Aim of the exercise — Your answer should consist of the lines below that hold the word "Engineer".

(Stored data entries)
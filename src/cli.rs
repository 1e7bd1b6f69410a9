//! CLI interface for the resume screener

use crate::config::EmbeddingBackend;
use crate::output::report::{ANALYSIS_REPORT_FILENAME, FULL_REPORT_FILENAME};
use clap::{Parser, Subcommand};
use std::path::{Path, PathBuf};

#[derive(Parser)]
#[command(name = "resume-screener")]
#[command(about = "Screen resumes against a job role with semantic similarity and skill-gap detection")]
#[command(long_about = "Rank a batch of resumes (PDF, DOCX, TXT, MD) against a job role, list matched skills and skill gaps, keep an append-only history and export CSV reports")]
pub struct Cli {
    #[command(subcommand)]
    pub command: Commands,

    /// Enable verbose logging
    #[arg(short, long, global = true)]
    pub verbose: bool,

    /// Configuration file path
    #[arg(short, long, global = true)]
    pub config: Option<PathBuf>,
}

#[derive(Subcommand)]
pub enum Commands {
    /// Analyze a batch of resumes against a role
    Analyze {
        /// Job category (see `roles`)
        #[arg(long)]
        category: String,

        /// Role within the category
        #[arg(short, long)]
        role: String,

        /// Resume files (PDF, DOCX, TXT, MD)
        resumes: Vec<PathBuf>,

        /// Write the ranked table as CSV
        #[arg(long, num_args = 0..=1, default_missing_value = ANALYSIS_REPORT_FILENAME)]
        report: Option<PathBuf>,

        /// Embedding backend override: model2vec, hashing
        #[arg(short, long)]
        embedding: Option<String>,
    },

    /// Show insights for the most recent analysis
    Dashboard,

    /// Recruiter admin panel over all stored analyses
    Admin {
        #[arg(short, long)]
        username: String,

        #[arg(short, long)]
        password: String,

        /// Write all stored rows as CSV
        #[arg(long, num_args = 0..=1, default_missing_value = FULL_REPORT_FILENAME)]
        export: Option<PathBuf>,
    },

    /// List job categories, roles and their skills
    Roles,

    /// Embedding model management
    Models {
        #[command(subcommand)]
        action: ModelAction,
    },

    /// Show configuration
    Config {
        #[command(subcommand)]
        action: Option<ConfigAction>,
    },
}

#[derive(Subcommand)]
pub enum ModelAction {
    /// List known embedding models
    List,

    /// Download an embedding model
    Download {
        /// Model id or Hugging Face repo id
        model: String,

        /// Force re-download if model exists
        #[arg(short, long)]
        force: bool,
    },
}

#[derive(Subcommand)]
pub enum ConfigAction {
    /// Show current configuration
    Show,

    /// Print the configuration file path
    Path,

    /// Reset configuration to defaults
    Reset,
}

/// Parse and validate an embedding backend name
pub fn parse_embedding_backend(backend: &str) -> Result<EmbeddingBackend, String> {
    match backend.to_lowercase().as_str() {
        "model2vec" | "m2v" => Ok(EmbeddingBackend::Model2vec),
        "hashing" | "hash" => Ok(EmbeddingBackend::Hashing),
        _ => Err(format!("Invalid embedding backend: {}. Supported: model2vec, hashing", backend)),
    }
}

/// Validate file extension
pub fn validate_file_extension(path: &Path, allowed_extensions: &[&str]) -> Result<(), String> {
    match path.extension().and_then(|ext| ext.to_str()) {
        Some(ext) => {
            if allowed_extensions.contains(&ext.to_lowercase().as_str()) {
                Ok(())
            } else {
                Err(format!(
                    "Unsupported file extension: .{}. Allowed: {}",
                    ext,
                    allowed_extensions.join(", ")
                ))
            }
        }
        None => Err("File has no extension".to_string()),
    }
}

#[cfg(test)]
mod tests {
    use super::*;
    use clap::CommandFactory;

    #[test]
    fn test_cli_definition() {
        Cli::command().debug_assert();
    }

    #[test]
    fn test_parse_analyze() {
        let cli = Cli::try_parse_from([
            "resume-screener",
            "analyze",
            "--category",
            "Cloud & DevOps",
            "--role",
            "Cloud Engineer",
            "a.pdf",
            "b.docx",
        ])
        .unwrap();

        match cli.command {
            Commands::Analyze { category, role, resumes, report, .. } => {
                assert_eq!(category, "Cloud & DevOps");
                assert_eq!(role, "Cloud Engineer");
                assert_eq!(resumes.len(), 2);
                assert!(report.is_none());
            }
            _ => panic!("expected analyze"),
        }
    }

    #[test]
    fn test_export_flag_without_value_uses_default_name() {
        let cli = Cli::try_parse_from([
            "resume-screener", "admin", "-u", "admin", "-p", "12345", "--export",
        ])
        .unwrap();

        match cli.command {
            Commands::Admin { export, .. } => {
                assert_eq!(export, Some(PathBuf::from(FULL_REPORT_FILENAME)));
            }
            _ => panic!("expected admin"),
        }
    }

    #[test]
    fn test_parse_embedding_backend() {
        assert_eq!(parse_embedding_backend("Hashing"), Ok(EmbeddingBackend::Hashing));
        assert_eq!(parse_embedding_backend("m2v"), Ok(EmbeddingBackend::Model2vec));
        assert!(parse_embedding_backend("bert").is_err());
    }

    #[test]
    fn test_validate_file_extension() {
        assert!(validate_file_extension(Path::new("out.CSV"), &["csv"]).is_ok());
        assert!(validate_file_extension(Path::new("out.txt"), &["csv"]).is_err());
        assert!(validate_file_extension(Path::new("out"), &["csv"]).is_err());
    }
}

Solved exercise —
            "Cloud Engineer",
                assert_eq!(role, "Cloud Engineer");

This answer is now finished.